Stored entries

[Start of section]

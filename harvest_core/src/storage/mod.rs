use async_trait::async_trait;

use crate::config::HarvestConfig;
use crate::error::StorageError;
use crate::models;
use crate::records::PostRecord;

pub mod db;
pub mod file;

pub use db::DbStore;
pub use file::FileStore;

/// Outcome of one `save_posts` batch. Saves are best-effort: a record that
/// fails to persist lands in `failures` and the rest of the batch proceeds.
#[derive(Debug, Default)]
pub struct SaveReport {
    pub inserted: usize,
    pub updated: usize,
    pub unchanged: usize,
    pub comments: usize,
    pub failures: Vec<(String, StorageError)>,
}

impl SaveReport {
    pub fn is_complete(&self) -> bool {
        self.failures.is_empty()
    }
}

/// Capability contract both storage backends implement.
///
/// The two implementations intentionally diverge in two places: the file
/// store skips the write when a known post is unchanged and matches
/// subreddit names case-insensitively, while the relational store writes on
/// every save and matches exactly. See the backend modules.
#[async_trait]
pub trait Storage {
    /// Persists a batch of posts with insert-or-update semantics.
    async fn save_posts(&self, posts: Vec<PostRecord>) -> Result<SaveReport, StorageError>;

    /// Exact-key lookup. An unknown ID is `Ok(None)`, never an error.
    async fn get_post(&self, post_id: &str) -> Result<Option<PostRecord>, StorageError>;

    /// Existence predicate, independent of retrieving the full record.
    async fn post_exists(&self, post_id: &str) -> Result<bool, StorageError>;

    /// All stored posts for one subreddit.
    async fn get_posts_by_subreddit(
        &self,
        subreddit: &str,
    ) -> Result<Vec<PostRecord>, StorageError>;
}

/// The closed set of storage backends, decided once at process start.
pub enum StorageBackend {
    File(FileStore),
    Db(DbStore),
}

impl StorageBackend {
    /// Backend factory: a configured database URL selects the relational
    /// store (connecting and migrating up front), its absence selects the
    /// file-backed store.
    pub async fn from_config(config: &HarvestConfig) -> Self {
        if config.database_url.is_some() {
            let db = models::open_or_create_db(config).await;
            models::migrate_up(db.clone()).await;
            StorageBackend::Db(DbStore::new(db, config.remote_timeout_secs))
        } else {
            StorageBackend::File(FileStore::new(config.posts_path.clone()))
        }
    }
}

#[async_trait]
impl Storage for StorageBackend {
    async fn save_posts(&self, posts: Vec<PostRecord>) -> Result<SaveReport, StorageError> {
        match self {
            StorageBackend::File(store) => store.save_posts(posts).await,
            StorageBackend::Db(store) => store.save_posts(posts).await,
        }
    }

    async fn get_post(&self, post_id: &str) -> Result<Option<PostRecord>, StorageError> {
        match self {
            StorageBackend::File(store) => store.get_post(post_id).await,
            StorageBackend::Db(store) => store.get_post(post_id).await,
        }
    }

    async fn post_exists(&self, post_id: &str) -> Result<bool, StorageError> {
        match self {
            StorageBackend::File(store) => store.post_exists(post_id).await,
            StorageBackend::Db(store) => store.post_exists(post_id).await,
        }
    }

    async fn get_posts_by_subreddit(
        &self,
        subreddit: &str,
    ) -> Result<Vec<PostRecord>, StorageError> {
        match self {
            StorageBackend::File(store) => store.get_posts_by_subreddit(subreddit).await,
            StorageBackend::Db(store) => store.get_posts_by_subreddit(subreddit).await,
        }
    }
}
use sea_orm::entity::prelude::*;
use serde::{Deserialize, Serialize};

#[derive(Clone, Debug, PartialEq, Eq, DeriveEntityModel, Serialize, Deserialize)]
#[sea_orm(table_name = "comment")]
pub struct Model {
    /// Synthesized composite key: `{post_id}_{author}_{created_utc}`.
    /// The source never fetches the platform's native comment ID.
    #[sea_orm(primary_key, auto_increment = false)]
    pub id: String,
    pub post_id: String,
    pub author: Option<String>,
    pub body: String,
    pub score: i64,
    /// RFC 3339; converted from source epoch seconds at persistence time.
    pub created_utc: String,
    pub collected_at: String,
}

#[derive(Copy, Clone, Debug, EnumIter, DeriveRelation)]
pub enum Relation {
    #[sea_orm(
        belongs_to = "super::post::Entity",
        from = "Column::PostId",
        to = "super::post::Column::Id"
    )]
    Post,
}

impl Related<super::post::Entity> for Entity {
    fn to() -> RelationDef {
        Relation::Post.def()
    }
}

impl ActiveModelBehavior for ActiveModel {}
//! Wire types of the prediction and quick search endpoints.
//!
//! Unknown fields are kept in `extra` so a rewritten body still carries
//! everything the server sent.

use serde::{Deserialize, Serialize};
use serde_json::{Map, Value};

/// Kind of a filing location.
#[derive(Debug, Clone, PartialEq, Eq, Hash, Default, Serialize, Deserialize)]
#[serde(from = "String", into = "String")]
pub enum LocationType {
    Folder,
    Filter,
    Workspace,
    /// The server sent no type.
    #[default]
    Unknown,
    /// A type this client does not know; the raw value is preserved.
    Other(String),
}

impl LocationType {
    pub fn is_unknown(&self) -> bool {
        matches!(self, LocationType::Unknown)
    }

    pub fn as_str(&self) -> &str {
        match self {
            LocationType::Folder => "FOLDER",
            LocationType::Filter => "FILTER",
            LocationType::Workspace => "WORKSPACE",
            LocationType::Unknown => "",
            LocationType::Other(raw) => raw,
        }
    }
}

impl From<String> for LocationType {
    fn from(raw: String) -> Self {
        match raw.to_ascii_uppercase().as_str() {
            "FOLDER" => LocationType::Folder,
            "FILTER" => LocationType::Filter,
            "WORKSPACE" => LocationType::Workspace,
            "" => LocationType::Unknown,
            _ => LocationType::Other(raw),
        }
    }
}

impl From<LocationType> for String {
    fn from(location_type: LocationType) -> Self {
        location_type.as_str().to_string()
    }
}

/// Body of a prediction or quick search response.
#[derive(Debug, Clone, Default, PartialEq, Serialize, Deserialize)]
#[serde(rename_all = "camelCase")]
pub struct LocationsResponse {
    #[serde(default)]
    pub filing_locations: Vec<FilingLocation>,
    /// Opaque prediction list id, echoed back when filing.
    #[serde(default, skip_serializing_if = "Option::is_none")]
    pub filing_location_list_data: Option<Value>,
    #[serde(flatten)]
    pub extra: Map<String, Value>,
}

/// A candidate location with its score.
#[derive(Debug, Clone, PartialEq, Serialize, Deserialize)]
#[serde(rename_all = "camelCase")]
pub struct FilingLocation {
    pub location: Location,
    #[serde(default)]
    pub relevance: f64,
    #[serde(default)]
    pub document_exists: bool,
    #[serde(flatten)]
    pub extra: Map<String, Value>,
}

#[derive(Debug, Clone, Default, PartialEq, Serialize, Deserialize)]
#[serde(rename_all = "camelCase")]
pub struct Location {
    #[serde(default, skip_serializing_if = "Option::is_none")]
    pub env_id: Option<String>,
    #[serde(default)]
    pub name: String,
    #[serde(rename = "type", default, skip_serializing_if = "LocationType::is_unknown")]
    pub location_type: LocationType,
    #[serde(default, skip_serializing_if = "Option::is_none")]
    pub cabinet_id: Option<String>,
    #[serde(default, skip_serializing_if = "Option::is_none")]
    pub parent_location: Option<ParentLocation>,
    #[serde(default, skip_serializing_if = "Option::is_none")]
    pub organizing_attribute: Option<Value>,
    #[serde(default, skip_serializing_if = "Option::is_none")]
    pub workspace_attribute: Option<Value>,
    #[serde(default, skip_serializing_if = "Option::is_none")]
    pub workspace_parent_attribute: Option<Value>,
    #[serde(flatten)]
    pub extra: Map<String, Value>,
}

#[derive(Debug, Clone, Default, PartialEq, Serialize, Deserialize)]
#[serde(rename_all = "camelCase")]
pub struct ParentLocation {
    #[serde(default)]
    pub name: String,
    #[serde(flatten)]
    pub extra: Map<String, Value>,
}

/// Per-cabinet quick search configuration.
#[derive(Debug, Clone, Default, PartialEq, Eq, Serialize, Deserialize)]
#[serde(rename_all = "camelCase")]
pub struct SearchConfiguration {
    #[serde(default, skip_serializing_if = "Option::is_none")]
    pub cabinet_id: Option<String>,
    #[serde(default)]
    pub include_filters: Option<bool>,
    #[serde(default)]
    pub include_workspaces: Option<bool>,
    #[serde(default)]
    pub include_folders: Option<bool>,
}

impl SearchConfiguration {
    /// Location types to drop from search results. Only an explicit `false` excludes.
    pub fn excluded_types(&self) -> Vec<LocationType> {
        let mut excluded = Vec::new();
        if self.include_filters == Some(false) {
            excluded.push(LocationType::Filter);
        }
        if self.include_workspaces == Some(false) {
            excluded.push(LocationType::Workspace);
        }
        if self.include_folders == Some(false) {
            excluded.push(LocationType::Folder);
        }
        excluded
    }
}

#[cfg(test)]
mod tests {
    use super::*;
    use serde_json::json;

    #[test]
    fn test_location_type_round_trips_unknown_values() {
        let location: Location =
            serde_json::from_value(json!({"name": "x", "type": "MATTER"})).unwrap();
        assert_eq!(location.location_type, LocationType::Other("MATTER".to_string()));

        let value = serde_json::to_value(&location).unwrap();
        assert_eq!(value["type"], "MATTER");
    }

    #[test]
    fn test_response_keeps_unknown_fields() {
        let body = json!({
            "filingLocations": [{
                "location": {"envId": "a1", "name": "Folder A", "type": "FOLDER", "path": "/x"},
                "relevance": 0.5,
                "documentExists": false,
                "reason": "sender"
            }],
            "filingLocationListData": "list-1",
            "searchId": 42
        });

        let parsed: LocationsResponse = serde_json::from_value(body.clone()).unwrap();
        assert_eq!(parsed.filing_locations[0].location.location_type, LocationType::Folder);
        assert_eq!(serde_json::to_value(&parsed).unwrap(), body);
    }

    #[test]
    fn test_excluded_types() {
        let config: SearchConfiguration =
            serde_json::from_value(json!({"includeFilters": false, "includeFolders": true}))
                .unwrap();
        assert_eq!(config.excluded_types(), vec![LocationType::Filter]);

        let all_off = SearchConfiguration {
            cabinet_id: None,
            include_filters: Some(false),
            include_workspaces: Some(false),
            include_folders: Some(false),
        };
        assert_eq!(all_off.excluded_types().len(), 3);
        assert!(SearchConfiguration::default().excluded_types().is_empty());
    }
}
use serde::{Deserialize, Serialize};
use std::path::PathBuf;

/// Root configuration
#[derive(Debug, Clone, Default, Deserialize, Serialize)]
pub struct Config {
    #[serde(default)]
    pub api: ApiConfig,
    #[serde(default)]
    pub http: HttpConfig,
    #[serde(default)]
    pub caching: CachingConfig,
    #[serde(default)]
    pub logging: LoggingConfig,
    #[serde(default)]
    pub filing: FilingConfig,
    #[serde(default)]
    pub auth: AuthConfig,
    #[serde(default)]
    pub storage: StorageConfig,
    #[serde(default)]
    pub item: ItemConfig,
    #[serde(default)]
    pub session: Option<SessionConfig>,
}

/// Backend API configuration
#[derive(Debug, Clone, Deserialize, Serialize)]
pub struct ApiConfig {
    /// URL scheme prepended to the host API address (e.g., "https://")
    #[serde(default = "default_scheme")]
    pub scheme: String,
    /// Known backend hosts, selected by key at login
    #[serde(default = "default_hosts")]
    pub hosts: Vec<HostData>,
}

impl Default for ApiConfig {
    fn default() -> Self {
        Self {
            scheme: default_scheme(),
            hosts: default_hosts(),
        }
    }
}

fn default_scheme() -> String {
    "https://".to_string()
}

fn default_hosts() -> Vec<HostData> {
    vec![
        HostData::new("prod.name.com", "prod (USA)", "product-us.domain.com"),
        HostData::new("eu.domain.com", "EU (EU/UK)", "product-eu.domain.com"),
        HostData::new("au.domain.com", "AU (Australia)", "product-au.domain.com"),
        HostData::new("lab.domain.com", "lab (USA)", "product-lab.domain.com"),
    ]
}

/// A backend host the user can sign in to.
#[derive(Debug, Clone, PartialEq, Eq, Deserialize, Serialize)]
pub struct HostData {
    /// Host key stored with the session token
    pub id: String,
    /// Human readable name
    pub name: String,
    /// API address without scheme (e.g., "product-us.domain.com")
    pub api_url: String,
}

impl HostData {
    pub fn new(id: &str, name: &str, api_url: &str) -> Self {
        Self {
            id: id.to_string(),
            name: name.to_string(),
            api_url: api_url.to_string(),
        }
    }
}

/// HTTP pipeline configuration
#[derive(Debug, Clone, Deserialize, Serialize)]
pub struct HttpConfig {
    /// URL fragments of endpoints that may be resent after a 5xx response
    #[serde(default = "default_retry_endpoints")]
    pub retry_on_error_endpoints: Vec<String>,
    /// Per-request transport timeout in seconds (default: 30)
    #[serde(default = "default_timeout")]
    pub timeout_secs: u32,
}

impl Default for HttpConfig {
    fn default() -> Self {
        Self {
            retry_on_error_endpoints: default_retry_endpoints(),
            timeout_secs: default_timeout(),
        }
    }
}

fn default_retry_endpoints() -> Vec<String> {
    vec!["filingLocations".to_string(), "user/cabinets".to_string()]
}

fn default_timeout() -> u32 {
    30
}

/// Cabinet list caching configuration
#[derive(Debug, Clone, Deserialize, Serialize)]
pub struct CachingConfig {
    #[serde(default = "default_true")]
    pub cabinet_caching_enabled: bool,
    /// How long a cached cabinet list stays valid
    #[serde(default = "default_cache_ttl_hours")]
    pub cabinet_cache_ttl_hours: u32,
}

impl Default for CachingConfig {
    fn default() -> Self {
        Self {
            cabinet_caching_enabled: true,
            cabinet_cache_ttl_hours: default_cache_ttl_hours(),
        }
    }
}

fn default_true() -> bool {
    true
}

fn default_cache_ttl_hours() -> u32 {
    24
}

/// Activity log configuration
#[derive(Debug, Clone, Deserialize, Serialize)]
pub struct LoggingConfig {
    #[serde(default = "default_true")]
    pub client_logging_enabled: bool,
    #[serde(default = "default_client_levels")]
    pub client_allowed_levels: Vec<LogLevel>,
    #[serde(default = "default_true")]
    pub server_logging_enabled: bool,
    #[serde(default = "default_server_levels")]
    pub server_allowed_levels: Vec<LogLevel>,
    /// Application version reported with each log record
    #[serde(default = "default_version")]
    pub version: String,
}

impl Default for LoggingConfig {
    fn default() -> Self {
        Self {
            client_logging_enabled: true,
            client_allowed_levels: default_client_levels(),
            server_logging_enabled: true,
            server_allowed_levels: default_server_levels(),
            version: default_version(),
        }
    }
}

fn default_client_levels() -> Vec<LogLevel> {
    vec![LogLevel::Debug, LogLevel::Info, LogLevel::Warn, LogLevel::Error]
}

fn default_server_levels() -> Vec<LogLevel> {
    vec![LogLevel::Warn, LogLevel::Error]
}

fn default_version() -> String {
    "v1.1".to_string()
}

/// Activity log level
#[derive(Debug, Clone, Copy, PartialEq, Eq, Hash, Deserialize, Serialize)]
#[serde(rename_all = "snake_case")]
pub enum LogLevel {
    Debug,
    Info,
    Warn,
    Error,
}

impl LogLevel {
    pub fn as_str(&self) -> &'static str {
        match self {
            LogLevel::Debug => "debug",
            LogLevel::Info => "info",
            LogLevel::Warn => "warn",
            LogLevel::Error => "error",
        }
    }
}

/// Filing configuration
#[derive(Debug, Clone, Default, Deserialize, Serialize)]
pub struct FilingConfig {
    /// Compute hashed cabinet ids used by the filed-item indicator
    #[serde(default)]
    pub set_indicator: bool,
}

/// OAuth client configuration
#[derive(Debug, Clone, Deserialize, Serialize)]
pub struct AuthConfig {
    #[serde(default = "default_client_id")]
    pub client_id: String,
    #[serde(default = "default_redirect_uri")]
    pub redirect_uri: String,
}

impl Default for AuthConfig {
    fn default() -> Self {
        Self {
            client_id: default_client_id(),
            redirect_uri: default_redirect_uri(),
        }
    }
}

fn default_client_id() -> String {
    "product-Mobile".to_string()
}

fn default_redirect_uri() -> String {
    "https://localhost/Pages/Index.html".to_string()
}

/// Storage backend configuration
#[derive(Debug, Clone, Deserialize, Serialize)]
pub struct StorageConfig {
    #[serde(default)]
    pub backend: StorageBackend,
    #[serde(default = "default_db_path")]
    pub path: PathBuf,
}

impl Default for StorageConfig {
    fn default() -> Self {
        Self {
            backend: StorageBackend::default(),
            path: default_db_path(),
        }
    }
}

fn default_db_path() -> PathBuf {
    PathBuf::from("mailfiler.db")
}

/// Available storage backends
#[derive(Debug, Clone, Copy, Default, Deserialize, Serialize, PartialEq, Eq)]
#[serde(rename_all = "snake_case")]
pub enum StorageBackend {
    #[default]
    Memory,
    Sqlite,
}

/// Mail item handling configuration
#[derive(Debug, Clone, Deserialize, Serialize)]
pub struct ItemConfig {
    /// How long to wait for extended item fields before loading data anyway
    #[serde(default = "default_init_timeout")]
    pub initialization_timeout_ms: u64,
}

impl Default for ItemConfig {
    fn default() -> Self {
        Self {
            initialization_timeout_ms: default_init_timeout(),
        }
    }
}

fn default_init_timeout() -> u64 {
    2200
}

/// Pre-seeded session for headless use (CLI, tests)
#[derive(Debug, Clone, Deserialize, Serialize)]
pub struct SessionConfig {
    pub host_key: String,
    pub access_token: String,
    #[serde(default)]
    pub refresh_token: Option<String>,
    #[serde(default)]
    pub default_cabinet_id: Option<String>,
}

/// Sanitized config for display (tokens redacted)
#[derive(Debug, Clone, Serialize)]
pub struct SanitizedConfig {
    pub api: ApiConfig,
    pub http: HttpConfig,
    pub caching: CachingConfig,
    pub logging: LoggingConfig,
    pub filing: FilingConfig,
    pub auth: AuthConfig,
    pub storage: StorageConfig,
    pub item: ItemConfig,
    #[serde(skip_serializing_if = "Option::is_none")]
    pub session: Option<SanitizedSessionConfig>,
}

/// Sanitized session config (tokens hidden)
#[derive(Debug, Clone, Serialize)]
pub struct SanitizedSessionConfig {
    pub host_key: String,
    pub access_token_configured: bool,
    pub refresh_token_configured: bool,
    pub default_cabinet_id: Option<String>,
}

impl From<&Config> for SanitizedConfig {
    fn from(config: &Config) -> Self {
        Self {
            api: config.api.clone(),
            http: config.http.clone(),
            caching: config.caching.clone(),
            logging: config.logging.clone(),
            filing: config.filing.clone(),
            auth: config.auth.clone(),
            storage: config.storage.clone(),
            item: config.item.clone(),
            session: config.session.as_ref().map(|s| SanitizedSessionConfig {
                host_key: s.host_key.clone(),
                access_token_configured: !s.access_token.is_empty(),
                refresh_token_configured: s
                    .refresh_token
                    .as_ref()
                    .map(|t| !t.is_empty())
                    .unwrap_or(false),
                default_cabinet_id: s.default_cabinet_id.clone(),
            }),
        }
    }
}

[End of section]

→ Goal of the exercise: Lines from the top of the data above through the line with "pub use db::DbStore;", both ends included: copy them exactly, nothing more.

→ Written answer:
filename harvest_core/src/storage/mod.rs
use async_trait::async_trait;

use crate::config::HarvestConfig;
use crate::error::StorageError;
use crate::models;
use crate::records::PostRecord;

pub mod db;
pub mod file;

pub use db::DbStore;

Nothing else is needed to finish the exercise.